EXERCISE:
Reproduce every record below, character by character.

** PROVIDED MATERIAL follows **

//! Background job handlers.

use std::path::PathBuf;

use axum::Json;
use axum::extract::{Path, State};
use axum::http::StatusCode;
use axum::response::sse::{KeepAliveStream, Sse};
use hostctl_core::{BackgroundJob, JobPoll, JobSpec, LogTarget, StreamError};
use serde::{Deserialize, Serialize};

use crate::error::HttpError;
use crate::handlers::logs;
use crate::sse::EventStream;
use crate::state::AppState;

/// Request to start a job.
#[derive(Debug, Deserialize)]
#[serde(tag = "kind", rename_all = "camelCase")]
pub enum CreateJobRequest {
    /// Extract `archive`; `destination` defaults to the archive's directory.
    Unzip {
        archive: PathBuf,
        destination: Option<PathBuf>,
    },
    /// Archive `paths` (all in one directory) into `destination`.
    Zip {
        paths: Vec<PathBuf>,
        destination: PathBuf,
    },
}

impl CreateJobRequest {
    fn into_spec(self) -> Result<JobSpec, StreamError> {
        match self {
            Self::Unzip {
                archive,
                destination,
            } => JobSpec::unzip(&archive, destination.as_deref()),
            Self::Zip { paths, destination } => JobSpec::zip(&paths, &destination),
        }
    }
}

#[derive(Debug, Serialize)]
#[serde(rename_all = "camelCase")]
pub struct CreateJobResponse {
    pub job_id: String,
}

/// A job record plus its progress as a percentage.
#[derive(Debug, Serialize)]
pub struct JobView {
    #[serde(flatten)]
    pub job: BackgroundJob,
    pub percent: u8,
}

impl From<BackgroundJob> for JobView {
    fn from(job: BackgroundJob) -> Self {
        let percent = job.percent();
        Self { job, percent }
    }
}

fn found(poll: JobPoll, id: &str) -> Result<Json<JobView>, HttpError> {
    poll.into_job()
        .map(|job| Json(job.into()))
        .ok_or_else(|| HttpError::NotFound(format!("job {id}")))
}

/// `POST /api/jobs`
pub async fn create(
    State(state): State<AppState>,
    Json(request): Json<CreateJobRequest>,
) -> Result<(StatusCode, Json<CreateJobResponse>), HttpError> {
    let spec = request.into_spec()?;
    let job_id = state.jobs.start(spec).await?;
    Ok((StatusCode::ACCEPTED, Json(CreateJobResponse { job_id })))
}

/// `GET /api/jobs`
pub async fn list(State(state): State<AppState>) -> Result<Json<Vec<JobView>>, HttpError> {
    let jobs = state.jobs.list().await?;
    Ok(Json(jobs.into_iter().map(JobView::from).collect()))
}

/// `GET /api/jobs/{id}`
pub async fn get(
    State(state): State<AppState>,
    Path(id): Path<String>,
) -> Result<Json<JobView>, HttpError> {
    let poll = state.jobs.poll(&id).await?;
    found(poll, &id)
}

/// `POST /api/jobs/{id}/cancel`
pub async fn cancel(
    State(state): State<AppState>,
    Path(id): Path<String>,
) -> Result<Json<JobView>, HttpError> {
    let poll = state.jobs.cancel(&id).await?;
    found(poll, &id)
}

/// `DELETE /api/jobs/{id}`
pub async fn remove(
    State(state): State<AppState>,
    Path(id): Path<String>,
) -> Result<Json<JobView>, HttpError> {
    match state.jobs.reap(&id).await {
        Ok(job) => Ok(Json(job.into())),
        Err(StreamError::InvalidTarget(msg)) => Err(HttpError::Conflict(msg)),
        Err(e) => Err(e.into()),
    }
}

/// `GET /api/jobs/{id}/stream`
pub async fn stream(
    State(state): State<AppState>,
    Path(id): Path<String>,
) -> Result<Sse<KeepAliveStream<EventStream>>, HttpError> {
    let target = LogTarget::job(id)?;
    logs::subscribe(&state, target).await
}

** End of PROVIDED MATERIAL **

COMPLETED TASK:
//! Background job handlers.

use std::path::PathBuf;

use axum::Json;
use axum::extract::{Path, State};
use axum::http::StatusCode;
use axum::response::sse::{KeepAliveStream, Sse};
use hostctl_core::{BackgroundJob, JobPoll, JobSpec, LogTarget, StreamError};
use serde::{Deserialize, Serialize};

use crate::error::HttpError;
use crate::handlers::logs;
use crate::sse::EventStream;
use crate::state::AppState;

/// Request to start a job.
#[derive(Debug, Deserialize)]
#[serde(tag = "kind", rename_all = "camelCase")]
pub enum CreateJobRequest {
    /// Extract `archive`; `destination` defaults to the archive's directory.
    Unzip {
        archive: PathBuf,
        destination: Option<PathBuf>,
    },
    /// Archive `paths` (all in one directory) into `destination`.
    Zip {
        paths: Vec<PathBuf>,
        destination: PathBuf,
    },
}

impl CreateJobRequest {
    fn into_spec(self) -> Result<JobSpec, StreamError> {
        match self {
            Self::Unzip {
                archive,
                destination,
            } => JobSpec::unzip(&archive, destination.as_deref()),
            Self::Zip { paths, destination } => JobSpec::zip(&paths, &destination),
        }
    }
}

#[derive(Debug, Serialize)]
#[serde(rename_all = "camelCase")]
pub struct CreateJobResponse {
    pub job_id: String,
}

/// A job record plus its progress as a percentage.
#[derive(Debug, Serialize)]
pub struct JobView {
    #[serde(flatten)]
    pub job: BackgroundJob,
    pub percent: u8,
}

impl From<BackgroundJob> for JobView {
    fn from(job: BackgroundJob) -> Self {
        let percent = job.percent();
        Self { job, percent }
    }
}

fn found(poll: JobPoll, id: &str) -> Result<Json<JobView>, HttpError> {
    poll.into_job()
        .map(|job| Json(job.into()))
        .ok_or_else(|| HttpError::NotFound(format!("job {id}")))
}

/// `POST /api/jobs`
pub async fn create(
    State(state): State<AppState>,
    Json(request): Json<CreateJobRequest>,
) -> Result<(StatusCode, Json<CreateJobResponse>), HttpError> {
    let spec = request.into_spec()?;
    let job_id = state.jobs.start(spec).await?;
    Ok((StatusCode::ACCEPTED, Json(CreateJobResponse { job_id })))
}

/// `GET /api/jobs`
pub async fn list(State(state): State<AppState>) -> Result<Json<Vec<JobView>>, HttpError> {
    let jobs = state.jobs.list().await?;
    Ok(Json(jobs.into_iter().map(JobView::from).collect()))
}

/// `GET /api/jobs/{id}`
pub async fn get(
    State(state): State<AppState>,
    Path(id): Path<String>,
) -> Result<Json<JobView>, HttpError> {
    let poll = state.jobs.poll(&id).await?;
    found(poll, &id)
}

/// `POST /api/jobs/{id}/cancel`
pub async fn cancel(
    State(state): State<AppState>,
    Path(id): Path<String>,
) -> Result<Json<JobView>, HttpError> {
    let poll = state.jobs.cancel(&id).await?;
    found(poll, &id)
}

/// `DELETE /api/jobs/{id}`
pub async fn remove(
    State(state): State<AppState>,
    Path(id): Path<String>,
) -> Result<Json<JobView>, HttpError> {
    match state.jobs.reap(&id).await {
        Ok(job) => Ok(Json(job.into())),
        Err(StreamError::InvalidTarget(msg)) => Err(HttpError::Conflict(msg)),
        Err(e) => Err(e.into()),
    }
}

/// `GET /api/jobs/{id}/stream`
pub async fn stream(
    State(state): State<AppState>,
    Path(id): Path<String>,
) -> Result<Sse<KeepAliveStream<EventStream>>, HttpError> {
    let target = LogTarget::job(id)?;
    logs::subscribe(&state, target).await
}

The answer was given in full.